Saved data entries:
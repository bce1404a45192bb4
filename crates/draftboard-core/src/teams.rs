// Team store: teams, their fixed budgets, and rosters derived from the player
// table on every read.

use std::collections::HashMap;
use std::sync::Arc;

use rusqlite::{params, Connection, ErrorCode, OptionalExtension};
use tracing::{debug, info, warn};

use crate::db::Database;
use crate::error::{BoardError, Result};
use crate::model::{Player, Team};
use crate::players;

/// Default number of teams in a league.
pub const DEFAULT_TEAM_COUNT: usize = 12;

/// Most teams a single league may hold.
pub const MAX_TEAM_COUNT: usize = 64;

/// Default auction budget per team.
pub const DEFAULT_BUDGET: u32 = 200;

/// A team row as stored, before roster and budget figures are attached.
#[derive(Debug, Clone)]
pub(crate) struct TeamRow {
    pub id: i64,
    pub name: String,
    pub budget: u32,
}

#[derive(Clone)]
pub struct TeamStore {
    db: Arc<Database>,
}

impl TeamStore {
    pub fn new(db: Arc<Database>) -> Self {
        TeamStore { db }
    }

    /// Create `count` teams named "Team 1".."Team N", each with
    /// `default_budget`. Fails if any team already exists.
    pub fn initialize(&self, count: usize, default_budget: u32) -> Result<Vec<Team>> {
        if count == 0 {
            return Err(BoardError::invalid("count", "must be greater than 0"));
        }
        if count > MAX_TEAM_COUNT {
            return Err(BoardError::invalid(
                "count",
                format!("must be at most {MAX_TEAM_COUNT}"),
            ));
        }
        if default_budget == 0 {
            return Err(BoardError::invalid("budget", "must be greater than 0"));
        }

        let teams = self.db.write(|tx| {
            let existing: i64 = tx.query_row("SELECT COUNT(*) FROM teams", [], |row| row.get(0))?;
            if existing > 0 {
                return Err(BoardError::AlreadyInitialized {
                    existing: existing as usize,
                });
            }

            let mut stmt = tx.prepare("INSERT INTO teams (name, budget) VALUES (?1, ?2)")?;
            for i in 1..=count {
                stmt.execute(params![format!("Team {i}"), default_budget])?;
            }
            drop(stmt);

            load_annotated(tx)
        })?;

        info!(
            "Initialized {} teams with ${} budget each",
            teams.len(),
            default_budget
        );
        Ok(teams)
    }

    /// All teams in creation order with rosters, spent and remaining budget.
    pub fn list(&self) -> Result<Vec<Team>> {
        let teams = self.db.read(load_annotated)?;
        debug!("Listed {} teams", teams.len());
        Ok(teams)
    }

    pub fn get(&self, team_id: i64) -> Result<Team> {
        self.db.read(|conn| {
            let row = find(conn, team_id)?.ok_or_else(|| BoardError::team_not_found(team_id))?;
            let roster = roster_of(conn, team_id)?;
            Ok(annotate(row, roster))
        })
    }

    /// Change a team's display name. The trimmed name must be non-empty and
    /// not used by another team.
    pub fn rename(&self, team_id: i64, new_name: &str) -> Result<Team> {
        let name = new_name.trim();
        if name.is_empty() {
            return Err(BoardError::invalid("name", "must not be empty"));
        }

        let team = self.db.write(|tx| {
            let row = find(tx, team_id)?.ok_or_else(|| BoardError::team_not_found(team_id))?;

            tx.execute(
                "UPDATE teams SET name = ?1 WHERE id = ?2",
                params![name, team_id],
            )
            .map_err(|err| map_unique_name(err, name))?;

            let roster = roster_of(tx, team_id)?;
            Ok(annotate(
                TeamRow {
                    name: name.to_string(),
                    ..row
                },
                roster,
            ))
        })?;

        info!("Renamed team {} to '{}'", team_id, team.name);
        Ok(team)
    }

    /// Delete every team after returning every drafted player to the
    /// available pool.
    pub fn clear_all(&self) -> Result<usize> {
        let (undrafted, removed) = self.db.write(|tx| {
            let undrafted = players::undraft_all(tx)?;
            let removed = tx.execute("DELETE FROM teams", [])?;
            Ok((undrafted, removed))
        })?;

        info!(
            "Cleared {} teams and returned {} players to the pool",
            removed, undrafted
        );
        Ok(removed)
    }

    /// Whether `team_id` has at least `price` left to spend.
    pub fn affordability_check(&self, team_id: i64, price: u32) -> Result<bool> {
        self.db.read(|conn| {
            let row = find(conn, team_id)?.ok_or_else(|| BoardError::team_not_found(team_id))?;
            can_afford(conn, &row, price)
        })
    }
}

// ---------------------------------------------------------------------------
// Connection-level helpers
// ---------------------------------------------------------------------------

pub(crate) fn find(conn: &Connection, team_id: i64) -> Result<Option<TeamRow>> {
    let row = conn
        .query_row(
            "SELECT id, name, budget FROM teams WHERE id = ?1",
            params![team_id],
            |row| {
                Ok(TeamRow {
                    id: row.get(0)?,
                    name: row.get(1)?,
                    budget: row.get(2)?,
                })
            },
        )
        .optional()?;
    Ok(row)
}

/// Total price paid for the team's roster.
pub(crate) fn spent(conn: &Connection, team_id: i64) -> Result<u32> {
    let total: i64 = conn.query_row(
        "SELECT COALESCE(SUM(draft_price), 0) FROM players WHERE drafted_by = ?1",
        params![team_id],
        |row| row.get(0),
    )?;
    Ok(u32::try_from(total).unwrap_or(u32::MAX))
}

pub(crate) fn remaining_budget(conn: &Connection, team: &TeamRow) -> Result<u32> {
    Ok(team.budget.saturating_sub(spent(conn, team.id)?))
}

/// Whether the team has at least `price` left to spend.
pub(crate) fn can_afford(conn: &Connection, team: &TeamRow, price: u32) -> Result<bool> {
    Ok(price <= remaining_budget(conn, team)?)
}

fn roster_of(conn: &Connection, team_id: i64) -> Result<Vec<Player>> {
    players::load_roster(conn, team_id)
}

fn load_annotated(conn: &Connection) -> Result<Vec<Team>> {
    let mut stmt = conn.prepare("SELECT id, name, budget FROM teams ORDER BY id")?;
    let rows = stmt
        .query_map([], |row| {
            Ok(TeamRow {
                id: row.get(0)?,
                name: row.get(1)?,
                budget: row.get(2)?,
            })
        })?
        .collect::<std::result::Result<Vec<_>, _>>()?;

    let mut rosters: HashMap<i64, Vec<Player>> = HashMap::new();
    for player in players::load_drafted(conn)? {
        if let Some(team_id) = player.drafted_by {
            rosters.entry(team_id).or_default().push(player);
        }
    }

    Ok(rows
        .into_iter()
        .map(|row| {
            let roster = rosters.remove(&row.id).unwrap_or_default();
            annotate(row, roster)
        })
        .collect())
}

fn annotate(row: TeamRow, players: Vec<Player>) -> Team {
    let spent: u32 = players
        .iter()
        .filter_map(|p| p.draft_price)
        .fold(0u32, |acc, price| acc.saturating_add(price));
    if spent > row.budget {
        warn!(
            "Team {} has spent ${} of a ${} budget",
            row.id, spent, row.budget
        );
    }
    Team {
        id: row.id,
        name: row.name,
        budget: row.budget,
        spent,
        remaining_budget: row.budget.saturating_sub(spent),
        players,
    }
}

fn map_unique_name(err: rusqlite::Error, name: &str) -> BoardError {
    if matches!(err.sqlite_error_code(), Some(ErrorCode::ConstraintViolation)) {
        BoardError::DuplicateName {
            name: name.to_string(),
        }
    } else {
        err.into()
    }
}

#[cfg(test)]
mod tests {
    use super::*;
    use crate::model::NewPlayer;
    use crate::players::PlayerStore;

    fn test_stores() -> (PlayerStore, TeamStore) {
        let db = Arc::new(Database::open(":memory:").expect("in-memory database should open"));
        (PlayerStore::new(db.clone()), TeamStore::new(db))
    }

    fn seed_players(players: &PlayerStore) -> Vec<i64> {
        players
            .replace_all(&[
                NewPlayer::new("A", "QB", "KC"),
                NewPlayer::new("B", "RB", "SF"),
                NewPlayer::new("C", "WR", "MIA"),
            ])
            .unwrap();
        players.list().unwrap().iter().map(|p| p.id).collect()
    }

    #[test]
    fn initialize_creates_named_teams_with_budget() {
        let (_, teams) = test_stores();
        let created = teams.initialize(DEFAULT_TEAM_COUNT, DEFAULT_BUDGET).unwrap();
        assert_eq!(created.len(), 12);
        assert_eq!(created[0].name, "Team 1");
        assert_eq!(created[11].name, "Team 12");
        assert!(created.iter().all(|t| t.budget == 200
            && t.spent == 0
            && t.remaining_budget == 200
            && t.players.is_empty()));
        assert_eq!(teams.list().unwrap(), created);
    }

    #[test]
    fn initialize_twice_fails() {
        let (_, teams) = test_stores();
        teams.initialize(4, 100).unwrap();
        let err = teams.initialize(4, 100).unwrap_err();
        assert!(matches!(err, BoardError::AlreadyInitialized { existing: 4 }));
        assert_eq!(teams.list().unwrap().len(), 4);
    }

    #[test]
    fn initialize_rejects_zero_count_or_budget() {
        let (_, teams) = test_stores();
        assert!(matches!(
            teams.initialize(0, 200),
            Err(BoardError::InvalidArgument { .. })
        ));
        assert!(matches!(
            teams.initialize(12, 0),
            Err(BoardError::InvalidArgument { .. })
        ));
        assert!(teams.list().unwrap().is_empty());
    }

    #[test]
    fn initialize_rejects_count_above_maximum() {
        let (_, teams) = test_stores();
        let err = teams.initialize(MAX_TEAM_COUNT + 1, 200).unwrap_err();
        assert!(matches!(&err, BoardError::InvalidArgument { field, .. } if field == "count"));
        assert!(teams.list().unwrap().is_empty());

        let err = teams.initialize(4_000_000_000, 200).unwrap_err();
        assert!(matches!(err, BoardError::InvalidArgument { .. }));

        assert_eq!(teams.initialize(MAX_TEAM_COUNT, 200).unwrap().len(), MAX_TEAM_COUNT);
    }

    #[test]
    fn list_annotates_rosters_and_budgets() {
        let (players, teams) = test_stores();
        let ids = seed_players(&players);
        let created = teams.initialize(2, 200).unwrap();

        players.mark_drafted(ids[0], 50, created[0].id).unwrap();
        players.mark_drafted(ids[2], 25, created[0].id).unwrap();
        players.mark_drafted(ids[1], 10, created[1].id).unwrap();

        let listed = teams.list().unwrap();
        assert_eq!(listed[0].spent, 75);
        assert_eq!(listed[0].remaining_budget, 125);
        let names: Vec<&str> = listed[0].players.iter().map(|p| p.name.as_str()).collect();
        assert_eq!(names, vec!["A", "C"]);
        assert_eq!(listed[1].spent, 10);
        assert_eq!(listed[1].remaining_budget, 190);
    }

    #[test]
    fn get_returns_single_team_or_not_found() {
        let (players, teams) = test_stores();
        let ids = seed_players(&players);
        let created = teams.initialize(2, 200).unwrap();
        players.mark_drafted(ids[1], 30, created[1].id).unwrap();

        let team = teams.get(created[1].id).unwrap();
        assert_eq!(team.name, "Team 2");
        assert_eq!(team.remaining_budget, 170);
        assert_eq!(team.players.len(), 1);

        assert!(matches!(
            teams.get(12345),
            Err(BoardError::NotFound { id: 12345, .. })
        ));
    }

    #[test]
    fn rename_trims_and_persists() {
        let (_, teams) = test_stores();
        let created = teams.initialize(2, 200).unwrap();
        let renamed = teams.rename(created[0].id, "  Gridiron Gang ").unwrap();
        assert_eq!(renamed.name, "Gridiron Gang");
        assert_eq!(teams.get(created[0].id).unwrap().name, "Gridiron Gang");
    }

    #[test]
    fn rename_rejects_blank_unknown_and_duplicate() {
        let (_, teams) = test_stores();
        let created = teams.initialize(2, 200).unwrap();

        assert!(matches!(
            teams.rename(created[0].id, "   "),
            Err(BoardError::InvalidArgument { .. })
        ));
        assert!(matches!(
            teams.rename(999, "Anything"),
            Err(BoardError::NotFound { .. })
        ));
        assert!(matches!(
            teams.rename(created[0].id, "Team 2"),
            Err(BoardError::DuplicateName { .. })
        ));
        assert_eq!(teams.get(created[0].id).unwrap().name, "Team 1");
    }

    #[test]
    fn rename_to_own_name_is_allowed() {
        let (_, teams) = test_stores();
        let created = teams.initialize(1, 200).unwrap();
        assert_eq!(teams.rename(created[0].id, "Team 1").unwrap().name, "Team 1");
    }

    #[test]
    fn clear_all_undrafts_players_and_removes_teams() {
        let (players, teams) = test_stores();
        let ids = seed_players(&players);
        let created = teams.initialize(3, 200).unwrap();
        players.mark_drafted(ids[0], 40, created[0].id).unwrap();
        players.mark_drafted(ids[1], 20, created[2].id).unwrap();

        assert_eq!(teams.clear_all().unwrap(), 3);
        assert!(teams.list().unwrap().is_empty());

        let all = players.list().unwrap();
        assert_eq!(all.len(), 3);
        assert!(all.iter().all(|p| !p.drafted
            && p.draft_price.is_none()
            && p.drafted_by.is_none()
            && p.drafted_at.is_none()));

        // Teams can be initialized again afterwards.
        assert_eq!(teams.initialize(2, 150).unwrap().len(), 2);
    }

    #[test]
    fn affordability_check_compares_against_remaining() {
        let (players, teams) = test_stores();
        let ids = seed_players(&players);
        let created = teams.initialize(1, 200).unwrap();
        let team_id = created[0].id;
        players.mark_drafted(ids[0], 50, team_id).unwrap();

        assert!(teams.affordability_check(team_id, 150).unwrap());
        assert!(!teams.affordability_check(team_id, 151).unwrap());
        assert!(teams.affordability_check(team_id, 0).unwrap());
        assert!(matches!(
            teams.affordability_check(77, 1),
            Err(BoardError::NotFound { .. })
        ));
    }
}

# Prompt:
The first line of the entries above and every line after it, up to and including the line with "use crate::db::Database;", should be set down exactly.

# Result of this exercise:
repository bce1404a45192bb4
filename crates/draftboard-core/src/teams.rs
// Team store: teams, their fixed budgets, and rosters derived from the player
// table on every read.

use std::collections::HashMap;
use std::sync::Arc;

use rusqlite::{params, Connection, ErrorCode, OptionalExtension};
use tracing::{debug, info, warn};

use crate::db::Database;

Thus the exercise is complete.